The Erasure Exercise
The movie “Eternal Sunshine of the Spotless Mind” is about the idea that when a love affair breaks up, instead of feeling pain, you just go to a psychologist who erases all memory of the other person.
After a breakup, Jim Carrey goes into the store where his ex-girlfriend Kate Winslet works. She looks up at him and says, ‘Can I help you?’ He goes into near-panic that this woman, who is so important to him, does not know him at all.
She has erased him from her mind. Carrey is shocked. Nothing he can do or say causes her to remember anything about him or their relationship. When Carrey finds out what she did, he decides to erase her. But things go wrong with the procedure and . . . well . . . it is a movie you will either hate or love.
Have you had a flight that was so traumatic that just thinking about it causes a reaction? Obviously, that gets in the way of feeling good about any future flights.
So erase the bad one. I did years of study in various institutes in New York, looking for ways to deal with anxiety. One year was spent studying NLP. I found little there that was effective - except for the Erasure Exercise. I’m not sure the exercise could actually erase a memory, but the exercise can make the memory of a bad flight fuzzy enough that recalling it causes little or no anxiety.
The normal way for a memory to run is forward toward the end. This exercises creates a new memory of your flight, one that starts at the end and runs backwards to the beginning. After you create the backwards version, you superimpose it on the original version, which of course runs forward. When the forward version and the backward version are sandwiched together in your mind, they get a bit scrambled. A little scrambling is all it takes for the anxiety connected with the flight to disappear.
It sounds simple, but not everyone can do the exercise on their own. If you would like help with it, either have someone guide you through it, or set up a half-hour session with me. Here are the steps.
1. Bring the traumatic flight to mind. Make an assessment, zero to ten, of your anxiety while you are remembering the flight.
2. Write down a step-by-step outline of what happened from the beginning to the end of the flight. For example, you checked in the airport, went through security, and sat down in the boarding area. After waiting, you boarded the plane. The plane taxied out, took off, climbed to cruise altitude. Everything was fine. Suddenly there was some turbulence. An announcement was made to fasten your seat belt. The turbulence got so intense you began to worry. You imaged the plane might plunge. You had thoughts about not seeing loved ones again. Then the turbulence was not as bad. The plane landed. You got off. You got in a car or taxi, and went to the place you would spend the night. You woke up the next morning.

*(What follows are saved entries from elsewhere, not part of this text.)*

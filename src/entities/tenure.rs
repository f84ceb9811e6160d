// 🏠 Tenure - authoritative source for the tenure copies embedded in
// asset and person records

use crate::schema::{null_as_default, FieldKind, Shape, Shaped};
use serde::{Deserialize, Serialize};
use serde_json::json;

#[derive(Debug, Clone, PartialEq, Serialize, Deserialize)]
#[serde(rename_all = "camelCase")]
pub struct TenureType {
    pub code: Option<String>,
    pub description: Option<String>,
}

impl TenureType {
    pub fn shape() -> Shape {
        Shape::new("TenureType")
            .field("code", FieldKind::Text)
            .field("description", FieldKind::Text)
    }
}

/// The asset a tenure is held on, as copied into the tenure
#[derive(Debug, Clone, PartialEq, Serialize, Deserialize)]
#[serde(rename_all = "camelCase")]
pub struct TenuredAsset {
    pub id: Option<String>,
    pub full_address: Option<String>,
    pub property_reference: Option<String>,
    pub uprn: Option<String>,
    #[serde(rename = "type")]
    pub asset_type: Option<String>,
}

impl TenuredAsset {
    pub fn shape() -> Shape {
        Shape::new("TenuredAsset")
            .field("id", FieldKind::Text)
            .field("fullAddress", FieldKind::Text)
            .field("propertyReference", FieldKind::Text)
            .field("uprn", FieldKind::Text)
            .field("type", FieldKind::Text)
    }
}

#[derive(Debug, Clone, PartialEq, Serialize, Deserialize)]
#[serde(rename_all = "camelCase")]
pub struct HouseholdMember {
    pub id: Option<String>,
    pub full_name: Option<String>,
    pub is_responsible: Option<bool>,
    pub date_of_birth: Option<String>,
    pub person_tenure_type: Option<String>,
    #[serde(rename = "type")]
    pub member_type: Option<String>,
}

impl HouseholdMember {
    pub fn shape() -> Shape {
        Shape::new("HouseholdMember")
            .field("id", FieldKind::Text)
            .field("fullName", FieldKind::Text)
            .field("isResponsible", FieldKind::Boolean)
            .field("dateOfBirth", FieldKind::Text)
            .field("personTenureType", FieldKind::Text)
            .field("type", FieldKind::Text)
    }
}

#[derive(Debug, Clone, PartialEq, Serialize, Deserialize)]
#[serde(rename_all = "camelCase")]
pub struct Tenure {
    pub id: String,
    pub payment_reference: Option<String>,
    pub start_of_tenure_date: Option<String>,
    pub end_of_tenure_date: Option<String>,
    pub tenure_type: Option<TenureType>,
    pub tenured_asset: Option<TenuredAsset>,
    #[serde(default, deserialize_with = "null_as_default")]
    pub household_members: Vec<HouseholdMember>,
    pub version_number: Option<i64>,
}

impl Tenure {
    pub fn type_description(&self) -> Option<&str> {
        self.tenure_type.as_ref()?.description.as_deref()
    }

    pub fn asset_id(&self) -> Option<&str> {
        self.tenured_asset.as_ref()?.id.as_deref()
    }
}

impl Shaped for Tenure {
    fn shape() -> Shape {
        Shape::new("Tenure")
            .field("id", FieldKind::Text)
            .field("paymentReference", FieldKind::Text)
            .field("startOfTenureDate", FieldKind::Text)
            .field("endOfTenureDate", FieldKind::Text)
            .field("tenureType", FieldKind::Nested(TenureType::shape()))
            .field("tenuredAsset", FieldKind::Nested(TenuredAsset::shape()))
            .field_or(
                "householdMembers",
                FieldKind::list_of(FieldKind::Nested(HouseholdMember::shape())),
                json!([]),
            )
            .field("versionNumber", FieldKind::Integer)
    }
}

3. Using your notes, assemble a backwards version of the flight -- visually -- in your mind. Start with waking up the next morning. Since everything will run backwards, imagine the clock is running backwards, it is getting darker, and you fall asleep. You sleep backwards through the night. You get out of bed and walk backwards to the bathroom, where you brush your teeth. When you finish, there is toothpaste on the brush. You touch the toothpaste tube to the brush and the paste goes back into the tube. You put on your clothes and go to the dinner table, where a finished plate is presented. As you eat backwards and the food comes out of your mouth, back onto the plate, and you finish the meal by giving up a perfectly untouched plate of food.
You walk backwards out to a car or taxi. It goes down the road backwards. When you look out the windshield, everything is going away from you, except the cars which are coming backwards toward you.
You ride backwards to the airport. You get out of the vehicle backwards. You go backwards into the terminal. You put your bag on on the baggage carousel. As it spins, your bag disappears. You go backwards up the escalator, backwards to the gate, backwards through the jetway, backwards into the aisle of the plane, and backwards to your seat.
The door closes, and the plane taxis backwards to the runway. Making lots of noise, it rushes faster and faster backwards down the runway, and bumps into the air. It climbs backwards to cruise altitude. Visualize the plane cruising backwards. Picture the plane descending backwards, landing, and taxiing backwards to the terminal. You get off backwards, go backwards through security, and back to check in, and backwards, back to where you started the day.
4. Now that you have your backwards version, superimpose it on top of the original forward memory. To locate the original memory, recall a second or two of the original forward version.
5. Then, immediately re-run the backward version.
6. Repeat 4 and then 5.
7. Again, repeat 4 and then 5. You have now completed three cycles, enough for one sitting.
8. Do a test to check the results. To start fresh, shift your mind away from doing the exercise. Recall something you did earlier today, last night, or yesterday. Then, bring the bad flight back to mind. Note your stress level, zero to ten. Compare it with what it was before the exercise. It will be a bit lower.
9. A day or two later, repeat 4 and then 5.
10. After a few days, repeat again.
10. Test your reaction once more and continue these repetitions until the anxiety no longer bothers you.